My favourites: the Piketty Phenomenon, by various interpreters like Max Harris, Hautahi Kingi, and Gareth Morgan, and, of course, Imagining Decolonisation, by Bianca Elkington, Moana Jackson, Rebecca Kiddle, Ocean Ripeka Mercier, Mike Ross, Jennie Smeaton, and Amanda Thomas. For me, the latter text didn't just reorient major works of postcolonial theory within an Aotearoa framework, it operates as a call to action: a clarification of what decolonisation looks like, feels like, and means for me, as Pākehā. 

 

5. The Topeka School, by Ben Lerner

 

From 2016 to the middle of 2017, I lived in Los Angeles' Northern-most suburb. Tucked into the frontier of the great dusty central valley, Santa Clarita is a strip mall on Mars: home to Sofia Coppola's film college, Regular Show, and recent school shootings. I spent nearly every day riding from one end of the bowl to another on a bus, in like 55 degree heat. Costco was blending into Trader Joe's was blending into Magic Mountain.The Topeka School, set in another Santa Clarita, another one of the uniform suburbs that exist across America: impacted my nose. While I seem to have repressed many of my memories from the strip mall, Ben Lerner has a genuinely critical ability to tackle "Self"ness, or at least subjectivity, in his prose-ode to suburbia.

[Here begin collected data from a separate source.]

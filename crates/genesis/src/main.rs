//! `arbor-genesis` — genesis artifact generator.
//!
//! Selects a test profile from a YAML catalog, validates it, plans the
//! identity graph, and writes the per-chain artifact tree plus the global
//! `ids.json` under `<output>/<profile>/`.

use std::path::PathBuf;

use clap::Parser;
use tracing::{error, info};

use arbor_common::accounts::load_shared_accounts;
use arbor_common::profile::{list_profiles, load_catalog, select_profile};
use arbor_common::validate;
use arbor_planner::build_plan;

/// Generate per-chain genesis, config, and keystore artifacts for a named
/// test profile.
#[derive(Parser)]
#[command(
    name = "arbor-genesis",
    version,
    about = "Generate per-chain genesis, config, and keystore artifacts for a test profile",
    after_help = "The catalog directory must contain configs.yml and may contain accounts.yml."
)]
struct Cli {
    /// Name of the profile to use
    #[arg(long, default_value = "default")]
    config: String,

    /// Directory containing configs.yml and the optional accounts.yml
    #[arg(long, default_value = ".")]
    path: PathBuf,

    /// Directory the artifact tree is written under
    #[arg(long, default_value = "./artifacts")]
    output: PathBuf,
}

async fn run(cli: Cli) -> anyhow::Result<()> {
    let catalog = load_catalog(&cli.path)?;
    let cfg = select_profile(&catalog, &cli.config)?;
    info!(profile = cli.config.as_str(), "using config");

    info!("validating configuration");
    validate::validate(&cfg)?;

    let mut shared_accounts = load_shared_accounts(&cli.path)?;
    if !shared_accounts.is_empty() {
        info!(count = shared_accounts.len(), "loaded shared accounts");
        for account in shared_accounts.values_mut() {
            account.password = cfg.general.password.clone();
        }
    }

    let plan = build_plan(&cfg, &shared_accounts).await?;

    let out_dir = cli.output.join(cli.config.to_lowercase());
    info!(output = %out_dir.display(), "writing artifact tree");
    arbor_artifacts::emit(&cfg, &shared_accounts, &plan, &out_dir)?;

    info!("done");
    Ok(())
}

#[tokio::main]
async fn main() {
    tracing_subscriber::fmt()
        .with_env_filter(
            tracing_subscriber::EnvFilter::try_from_default_env()
                .unwrap_or_else(|_| "info".into()),
        )
        .init();

    let cli = Cli::parse();
    let catalog_dir = cli.path.clone();
    if let Err(e) = run(cli).await {
        error!("{e}");
        let available = list_profiles(&catalog_dir);
        if !available.is_empty() {
            error!("available configs: {}", available.join(", "));
        }
        std::process::exit(1);
    }
}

It is thoughtful, in touch with art's historical modes, and its present day representation. Honestly!!!!! The novel opens with Adam, some kid, as he attempts to break into his girlfriend's tract home. He uses the bathroom, sees her sleeping body, looks around: and then realises it's the wrong house, wrong neighbourhood. Of course, "he was in all the houses around the lake at once; the sublime of identical layouts".

 

6. Indelicacy, by Amina Cain

 

This book, which came out in February, skirts the tracks of a cleaner in a museum who talks about art like my art history-major roommate and I would in bed: half asleep and dreaming, yelling across the room. Like the protagonist, we were women who liked to look at things and each other. I heard Indelicacy was likened to works by Clarice Lispector, which is probably right, but really it reminded me inexplicably of something on screen: something where I saw people's mouths moving, something where you watch people's eyes dart, hands behind backs in a museum stroll. A book where you bear witness to the speaker's lips curling over real words.

 

Anyway, make no mistake, this isn't the first year in my life where I have focused on <<the Self>> like this. Next year will be the same, as will the year after, and the one after that

References: Didion, Joan.South and West: From  a Notebook. HarperCollins, London: 2017.